For the material below, state how many lines have the word "boom" in them, with no other words.

• **RAW DATA**:
--------------------

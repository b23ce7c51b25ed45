//! The dispatcher contract and the plain listener registry.
//!
//! [`EventDispatcher`] is the seam decorators plug into: they forward
//! registration calls verbatim and substitute their own listeners through
//! [`EventDispatcher::dispatch_listeners`], which keeps ordering and
//! stop-propagation semantics in one place.

use std::collections::BTreeMap;
use std::sync::Arc;

use parking_lot::RwLock;
use tracing::{debug, trace};

use crate::error::{DispatchError, DispatchResult};
use crate::event::{BaseEvent, Event};
use crate::listener::{Listener, ListenerContext};
use crate::subscriber::{self, EventSubscriber};

/// Priority used when none is given. Higher priorities run first.
pub const DEFAULT_PRIORITY: i32 = 0;

/// Publish/subscribe dispatcher contract.
///
/// All methods take `&self`; implementations use interior mutability so that
/// listeners can register, remove and dispatch while a dispatch is running.
pub trait EventDispatcher: Send + Sync {
    /// Register `listener` for `event_name`.
    fn add_listener(&self, event_name: &str, listener: Listener, priority: i32);

    /// Remove every binding of `listener` for `event_name`.
    fn remove_listener(&self, event_name: &str, listener: &Listener);

    /// Register all listeners described by `subscriber`.
    ///
    /// # Errors
    ///
    /// Returns [`DispatchError::InvalidSubscription`] if the description maps
    /// an event to no method. Nothing is registered in that case.
    fn add_subscriber(&self, subscriber: Arc<dyn EventSubscriber>) -> DispatchResult<()>;

    /// Remove all listeners bound to `subscriber`.
    fn remove_subscriber(&self, subscriber: &Arc<dyn EventSubscriber>);

    /// Listeners for `event_name`, in invocation order.
    fn listeners(&self, event_name: &str) -> Vec<Listener>;

    /// Listeners for every event that has at least one, keyed by event name.
    fn all_listeners(&self) -> Vec<(String, Vec<Listener>)>;

    /// Whether `event_name` (or, with `None`, any event) has listeners.
    fn has_listeners(&self, event_name: Option<&str>) -> bool;

    /// Dispatch `event` to the listeners of `event_name`.
    ///
    /// # Errors
    ///
    /// Returns [`DispatchError::ListenerFailed`] when a listener fails; the
    /// remaining listeners are not called.
    fn dispatch(&self, event_name: &str, event: &mut dyn Event) -> DispatchResult<()>;

    /// Invoke `listeners` in order, stopping once propagation is stopped.
    ///
    /// `origin` is the dispatcher handed to listeners through their context.
    fn dispatch_listeners(
        &self,
        listeners: &[Listener],
        event_name: &str,
        event: &mut dyn Event,
        origin: &dyn EventDispatcher,
    ) -> DispatchResult<()> {
        let ctx = ListenerContext::new(event_name, origin);

        for listener in listeners {
            listener
                .call(event, &ctx)
                .map_err(|source| DispatchError::ListenerFailed {
                    event: event_name.to_string(),
                    listener: listener.to_string(),
                    source,
                })?;

            if event.is_propagation_stopped() {
                trace!(event = event_name, listener = %listener, "Propagation stopped");
                break;
            }
        }

        Ok(())
    }

    /// Dispatch a fresh [`BaseEvent`] and return it.
    fn dispatch_default(&self, event_name: &str) -> DispatchResult<BaseEvent> {
        let mut event = BaseEvent::new();
        self.dispatch(event_name, &mut event)?;
        Ok(event)
    }
}

#[derive(Debug, Clone)]
struct Registration {
    listener: Listener,
    priority: i32,
}

/// The plain dispatcher: a priority-ordered listener table.
///
/// Within one priority, listeners run in registration order.
///
/// # Example
///
/// ```
/// use herald_dispatch::{EventDispatcher, Listener, ListenerRegistry};
///
/// let registry = ListenerRegistry::new();
/// registry.add_listener("app.boot", Listener::closure(|_, _| Ok(())), 0);
///
/// assert!(registry.has_listeners(Some("app.boot")));
/// registry.dispatch_default("app.boot").unwrap();
/// ```
#[derive(Default)]
pub struct ListenerRegistry {
    listeners: RwLock<BTreeMap<String, Vec<Registration>>>,
}

impl ListenerRegistry {
    /// Create an empty registry.
    pub fn new() -> Self {
        Self::default()
    }

    /// Wrap the registry in an [`Arc`].
    pub fn into_shared(self) -> Arc<dyn EventDispatcher> {
        Arc::new(self)
    }

    /// Number of bindings across all events.
    pub fn len(&self) -> usize {
        self.listeners.read().values().map(Vec::len).sum()
    }

    /// Check whether no listener is registered.
    pub fn is_empty(&self) -> bool {
        self.listeners.read().is_empty()
    }
}

impl EventDispatcher for ListenerRegistry {
    fn add_listener(&self, event_name: &str, listener: Listener, priority: i32) {
        debug!(event = event_name, listener = %listener, priority, "Listener added");

        let mut table = self.listeners.write();
        let registrations = table.entry(event_name.to_string()).or_default();
        let position = registrations.partition_point(|r| r.priority >= priority);
        registrations.insert(position, Registration { listener, priority });
    }

    fn remove_listener(&self, event_name: &str, listener: &Listener) {
        let mut table = self.listeners.write();
        let Some(registrations) = table.get_mut(event_name) else {
            return;
        };

        let before = registrations.len();
        registrations.retain(|r| r.listener != *listener);
        if before != registrations.len() {
            debug!(event = event_name, listener = %listener, "Listener removed");
        }
        if registrations.is_empty() {
            table.remove(event_name);
        }
    }

    fn add_subscriber(&self, subscriber: Arc<dyn EventSubscriber>) -> DispatchResult<()> {
        let bindings = subscriber::bindings(&subscriber)?;
        debug!(
            subscriber = subscriber.subscriber_name(),
            bindings = bindings.len(),
            "Subscriber added"
        );

        for binding in bindings {
            self.add_listener(&binding.event, binding.listener, binding.priority);
        }
        Ok(())
    }

    fn remove_subscriber(&self, subscriber: &Arc<dyn EventSubscriber>) {
        let owner_addr = Arc::as_ptr(subscriber) as *const () as usize;

        for subscription in subscriber.subscribed_events() {
            for (method, _) in subscription.methods() {
                let listener = subscriber::bound_listener(subscriber, method.clone());
                debug_assert_eq!(listener.bound_address(), Some(owner_addr));
                self.remove_listener(subscription.event(), &listener);
            }
        }
        debug!(subscriber = subscriber.subscriber_name(), "Subscriber removed");
    }

    fn listeners(&self, event_name: &str) -> Vec<Listener> {
        self.listeners
            .read()
            .get(event_name)
            .map(|registrations| registrations.iter().map(|r| r.listener.clone()).collect())
            .unwrap_or_default()
    }

    fn all_listeners(&self) -> Vec<(String, Vec<Listener>)> {
        self.listeners
            .read()
            .iter()
            .filter(|(_, registrations)| !registrations.is_empty())
            .map(|(name, registrations)| {
                (
                    name.clone(),
                    registrations.iter().map(|r| r.listener.clone()).collect(),
                )
            })
            .collect()
    }

    fn has_listeners(&self, event_name: Option<&str>) -> bool {
        let table = self.listeners.read();
        match event_name {
            Some(name) => table.get(name).is_some_and(|r| !r.is_empty()),
            None => table.values().any(|r| !r.is_empty()),
        }
    }

    fn dispatch(&self, event_name: &str, event: &mut dyn Event) -> DispatchResult<()> {
        // Snapshot under the lock; listeners may mutate the table.
        let listeners = self.listeners(event_name);
        trace!(event = event_name, listeners = listeners.len(), "Dispatching event");

        if listeners.is_empty() {
            return Ok(());
        }
        self.dispatch_listeners(&listeners, event_name, event, self)
    }
}

impl std::fmt::Debug for ListenerRegistry {
    fn fmt(&self, f: &mut std::fmt::Formatter<'_>) -> std::fmt::Result {
        f.debug_struct("ListenerRegistry")
            .field("events", &self.listeners.read().len())
            .field("listeners", &self.len())
            .finish()
    }
}

#[cfg(test)]
mod tests {
    use super::*;
    use crate::error::ListenerResult;
    use parking_lot::Mutex;

    fn recorder(log: &Arc<Mutex<Vec<&'static str>>>, label: &'static str) -> Listener {
        let log = Arc::clone(log);
        Listener::closure(move |_, _| {
            log.lock().push(label);
            Ok(())
        })
    }

    struct Search {
        hits: Mutex<Vec<String>>,
    }

    impl EventSubscriber for Search {
        fn subscribed_events(&self) -> Vec<crate::Subscription> {
            vec![
                crate::Subscription::method("foo", "call"),
                crate::Subscription::new("bar").with_method("index", 10),
            ]
        }

        fn handle(&self, method: &str, _: &mut dyn Event, ctx: &ListenerContext<'_>) -> ListenerResult {
            self.hits
                .lock()
                .push(format!("{}:{}", ctx.event_name(), method));
            Ok(())
        }
    }

    #[test]
    fn test_add_remove_listener() {
        let registry = ListenerRegistry::new();
        let listener = Listener::closure(|_, _| Ok(()));

        registry.add_listener("foo", listener.clone(), DEFAULT_PRIORITY);
        let listeners = registry.listeners("foo");
        assert_eq!(listeners.len(), 1);
        assert_eq!(listeners[0], listener);

        registry.remove_listener("foo", &listener);
        assert!(registry.listeners("foo").is_empty());
        assert!(!registry.has_listeners(Some("foo")));
        assert!(registry.is_empty());
    }

    #[test]
    fn test_has_listeners() {
        let registry = ListenerRegistry::new();
        assert!(!registry.has_listeners(None));
        assert!(!registry.has_listeners(Some("foo")));

        registry.add_listener("foo", Listener::closure(|_, _| Ok(())), 0);
        assert!(registry.has_listeners(None));
        assert!(registry.has_listeners(Some("foo")));
        assert!(!registry.has_listeners(Some("bar")));
    }

    #[test]
    fn test_priority_ordering() {
        let log = Arc::new(Mutex::new(Vec::new()));
        let registry = ListenerRegistry::new();

        registry.add_listener("foo", recorder(&log, "low"), -10);
        registry.add_listener("foo", recorder(&log, "first"), 0);
        registry.add_listener("foo", recorder(&log, "high"), 10);
        registry.add_listener("foo", recorder(&log, "second"), 0);

        registry.dispatch_default("foo").unwrap();
        assert_eq!(*log.lock(), vec!["high", "first", "second", "low"]);
    }

    #[test]
    fn test_stop_propagation() {
        let log = Arc::new(Mutex::new(Vec::new()));
        let registry = ListenerRegistry::new();

        let stop_log = Arc::clone(&log);
        registry.add_listener(
            "foo",
            Listener::closure(move |event, _| {
                stop_log.lock().push("stopper");
                event.stop_propagation();
                Ok(())
            }),
            0,
        );
        registry.add_listener("foo", recorder(&log, "skipped"), 0);

        let event = registry.dispatch_default("foo").unwrap();
        assert!(event.is_propagation_stopped());
        assert_eq!(*log.lock(), vec!["stopper"]);
    }

    #[test]
    fn test_listener_failure_stops_dispatch() {
        let log = Arc::new(Mutex::new(Vec::new()));
        let registry = ListenerRegistry::new();

        registry.add_listener("foo", Listener::function("explode", |_, _| Err("boom".into())), 0);
        registry.add_listener("foo", recorder(&log, "after"), 0);

        let err = registry.dispatch_default("foo").unwrap_err();
        match err {
            DispatchError::ListenerFailed { event, listener, source } => {
                assert_eq!(event, "foo");
                assert_eq!(listener, "explode");
                assert_eq!(source.to_string(), "boom");
            }
            other => panic!("unexpected error {:?}", other),
        }
        assert!(log.lock().is_empty());
    }

    #[test]
    fn test_unknown_event_is_not_an_error() {
        let registry = ListenerRegistry::new();
        let event = registry.dispatch_default("nothing.here").unwrap();
        assert!(!event.is_propagation_stopped());
    }

    #[test]
    fn test_add_remove_subscriber() {
        let registry = ListenerRegistry::new();
        let search = Arc::new(Search {
            hits: Mutex::new(Vec::new()),
        });
        let subscriber: Arc<dyn EventSubscriber> = search.clone();

        registry.add_subscriber(Arc::clone(&subscriber)).unwrap();
        let listeners = registry.listeners("foo");
        assert_eq!(listeners.len(), 1);
        assert!(listeners[0].is_bound_to(&subscriber, "call"));
        assert_eq!(registry.len(), 2);

        registry.dispatch_default("foo").unwrap();
        registry.dispatch_default("bar").unwrap();
        assert_eq!(*search.hits.lock(), vec!["foo:call", "bar:index"]);

        registry.remove_subscriber(&subscriber);
        assert!(registry.listeners("foo").is_empty());
        assert!(!registry.has_listeners(None));
    }

    #[test]
    fn test_all_listeners_sorted_by_event() {
        let registry = ListenerRegistry::new();
        registry.add_listener("zeta", Listener::closure(|_, _| Ok(())), 0);
        registry.add_listener("alpha", Listener::closure(|_, _| Ok(())), 0);

        let names: Vec<String> = registry
            .all_listeners()
            .into_iter()
            .map(|(name, _)| name)
            .collect();
        assert_eq!(names, vec!["alpha", "zeta"]);
    }

    #[test]
    fn test_listener_registers_during_dispatch() {
        let registry = Arc::new(ListenerRegistry::new());
        let log = Arc::new(Mutex::new(Vec::new()));

        let late = recorder(&log, "late");
        registry.add_listener(
            "foo",
            Listener::closure(move |_, ctx| {
                ctx.dispatcher().add_listener("foo", late.clone(), 0);
                Ok(())
            }),
            0,
        );

        registry.dispatch_default("foo").unwrap();
        assert!(log.lock().is_empty());
        assert_eq!(registry.listeners("foo").len(), 2);
    }

    #[test]
    fn test_nested_dispatch_uses_context() {
        let registry = ListenerRegistry::new();
        let log = Arc::new(Mutex::new(Vec::new()));

        registry.add_listener(
            "outer",
            Listener::closure(|_, ctx| {
                ctx.dispatcher().dispatch_default("inner")?;
                Ok(())
            }),
            0,
        );
        registry.add_listener("inner", recorder(&log, "inner"), 0);

        registry.dispatch_default("outer").unwrap();
        assert_eq!(*log.lock(), vec!["inner"]);
    }
}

--------------------

• **YOUR RESPONSE**: 2